Police are now randomly searching personal belongings in the NY transit system:
Alarmed by a new round of mass transit attacks in London, police in New York began random searches of bags and packages brought into the city’s vast subway system.
The inspections started on a small scale Thursday in Manhattan and were expanded during Friday morning’s rush hour _ a development welcomed by some commuters.
“I’m not against it,” Ian Compton, 35, a computer consultant, said at Grand Central Terminal in midtown Manhattan. “I think any measures for safety that aren’t terribly intrusive are worth doing.”

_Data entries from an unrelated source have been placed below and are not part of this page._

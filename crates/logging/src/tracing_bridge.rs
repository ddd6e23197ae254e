//! crates/logging/src/tracing_bridge.rs
//! Bridge from the tracing crate into a [`LineLogger`].
//!
//! [`LineLoggerLayer`] is a tracing-subscriber layer that writes each event's
//! message through a shared logger: `ERROR`, `WARN` and `INFO` events take the
//! Info path, `DEBUG` and `TRACE` events take the Debug path and its level
//! filter. This lets code instrumented with `tracing::info!` and friends end
//! up in the same `[INFO] ` / `[DEBUG] ` line stream.
//!
//! # Usage
//!
//! ```rust,ignore
//! use std::sync::Arc;
//! use logging::{init_tracing, LineLogger, LogFlags};
//!
//! let logger = Arc::new(LineLogger::new(std::io::stderr(), "", LogFlags::empty()));
//! init_tracing(Arc::clone(&logger));
//!
//! tracing::info!("listening");
//! tracing::debug!(port = 8080, "bound");
//! ```

use std::fmt::Write as _;
use std::io::Write;
use std::panic::Location;
use std::sync::Arc;

use tracing::{Level, Subscriber};
use tracing_subscriber::layer::{Context, Layer};
use tracing_subscriber::registry::LookupSpan;

use crate::call_site::{CallSite, ResolveCallSite};
use crate::logger::{LineLogger, SELF_TARGET};

/// Which logger path a tracing event is routed through.
#[derive(Copy, Clone, Debug, PartialEq, Eq)]
enum Route {
    Info,
    Debug,
}

/// A tracing layer that writes events through a shared [`LineLogger`].
pub struct LineLoggerLayer<W, R> {
    logger: Arc<LineLogger<W, R>>,
}

impl<W, R> LineLoggerLayer<W, R> {
    /// Creates a layer writing to `logger`.
    #[must_use]
    pub const fn new(logger: Arc<LineLogger<W, R>>) -> Self {
        Self { logger }
    }

    /// Levels more verbose than `INFO` take the Debug path.
    fn route(level: Level) -> Route {
        if level > Level::INFO {
            Route::Debug
        } else {
            Route::Info
        }
    }
}

impl<S, W, R> Layer<S> for LineLoggerLayer<W, R>
where
    S: Subscriber + for<'a> LookupSpan<'a>,
    W: Write + Send + 'static,
    R: ResolveCallSite + Send + Sync + 'static,
{
    fn on_event(&self, event: &tracing::Event<'_>, _ctx: Context<'_, S>) {
        let metadata = event.metadata();
        // The logger reports its own sink failures through tracing.
        if metadata.target() == SELF_TARGET {
            return;
        }

        let route = Self::route(*metadata.level());
        if route == Route::Debug && !self.logger.debug_enabled() {
            return;
        }

        let mut visitor = MessageVisitor::default();
        event.record(&mut visitor);
        let text = visitor.finish();
        let site = match (metadata.file(), metadata.line()) {
            (Some(file), Some(line)) => Some(CallSite::new(file, line)),
            _ => None,
        };

        let logger = self.logger.as_ref();
        let resolver = EventSite(site);
        match route {
            Route::Info => logger.info_with(&resolver, Location::caller(), &text),
            Route::Debug => logger.debug_with(&resolver, Location::caller(), &text),
        }
    }
}

/// Resolves to the file and line recorded in the event's metadata.
struct EventSite(Option<CallSite>);

impl ResolveCallSite for EventSite {
    fn resolve(&self, _caller: &'static Location<'static>) -> Option<CallSite> {
        self.0.clone()
    }
}

/// Visitor collecting the `message` field followed by `key=value` pairs.
#[derive(Default)]
struct MessageVisitor {
    message: Option<String>,
    fields: String,
}

impl MessageVisitor {
    fn finish(self) -> String {
        match (self.message, self.fields.is_empty()) {
            (Some(message), true) => message,
            (Some(message), false) => format!("{message} {}", self.fields),
            (None, _) => self.fields,
        }
    }

    fn push_field(&mut self, name: &str, value: std::fmt::Arguments<'_>) {
        if !self.fields.is_empty() {
            self.fields.push(' ');
        }
        let _ = write!(self.fields, "{name}={value}");
    }
}

impl tracing::field::Visit for MessageVisitor {
    fn record_debug(&mut self, field: &tracing::field::Field, value: &dyn std::fmt::Debug) {
        if field.name() == "message" {
            self.message = Some(format!("{value:?}"));
        } else {
            self.push_field(field.name(), format_args!("{value:?}"));
        }
    }

    fn record_str(&mut self, field: &tracing::field::Field, value: &str) {
        if field.name() == "message" {
            self.message = Some(value.to_owned());
        } else {
            self.push_field(field.name(), format_args!("{value}"));
        }
    }
}

/// Installs a global tracing subscriber that writes events through `logger`.
///
/// # Example
///
/// ```rust,ignore
/// use std::sync::Arc;
/// use logging::{init_tracing, LineLogger, LogFlags};
///
/// init_tracing(Arc::new(LineLogger::new(std::io::stdout(), "", LogFlags::CONTEXT)));
/// tracing::info!("ready");
/// ```
pub fn init_tracing<W, R>(logger: Arc<LineLogger<W, R>>)
where
    W: Write + Send + 'static,
    R: ResolveCallSite + Send + Sync + 'static,
{
    use tracing_subscriber::layer::SubscriberExt;
    use tracing_subscriber::util::SubscriberInitExt;

    tracing_subscriber::registry()
        .with(LineLoggerLayer::new(logger))
        .init();
}

/// Installs a global tracing subscriber with an additional filter layer.
///
/// # Example
///
/// ```rust,ignore
/// use std::sync::Arc;
/// use logging::{init_tracing_with_filter, LineLogger, LogFlags};
/// use tracing_subscriber::EnvFilter;
///
/// let logger = Arc::new(LineLogger::new(std::io::stderr(), "", LogFlags::empty()));
/// init_tracing_with_filter(logger, EnvFilter::from_default_env());
/// ```
pub fn init_tracing_with_filter<W, R, F>(logger: Arc<LineLogger<W, R>>, filter: F)
where
    W: Write + Send + 'static,
    R: ResolveCallSite + Send + Sync + 'static,
    F: Layer<tracing_subscriber::Registry> + Send + Sync + 'static,
{
    use tracing_subscriber::layer::SubscriberExt;
    use tracing_subscriber::util::SubscriberInitExt;

    tracing_subscriber::registry()
        .with(filter)
        .with(LineLoggerLayer::new(logger))
        .init();
}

Officers, some with bomb-sniffing dogs, were stopping people carrying bags as they entered subways, commuter trains, buses and ferries at various points in the city, police said. Anyone who refuses a search will be turned away, and those caught carrying drugs or other contraband could be arrested.
One man was arrested during Thursday evening rush hour at the Brentwood Long Island Rail Road station after police became suspicious, stopped his van and allegedly found a machete and other weapons. Gilbert Hernandez, 34, had been convicted of possessing a pipe bomb in 1996, police said.
Friday morning, an officer was seen outside a subway stop at Penn Station with a sign saying, “NYPD, Backpacks and other containers subject to inspection.”
No doubt, this will be the source of numerous lawsuits. Or maybe not.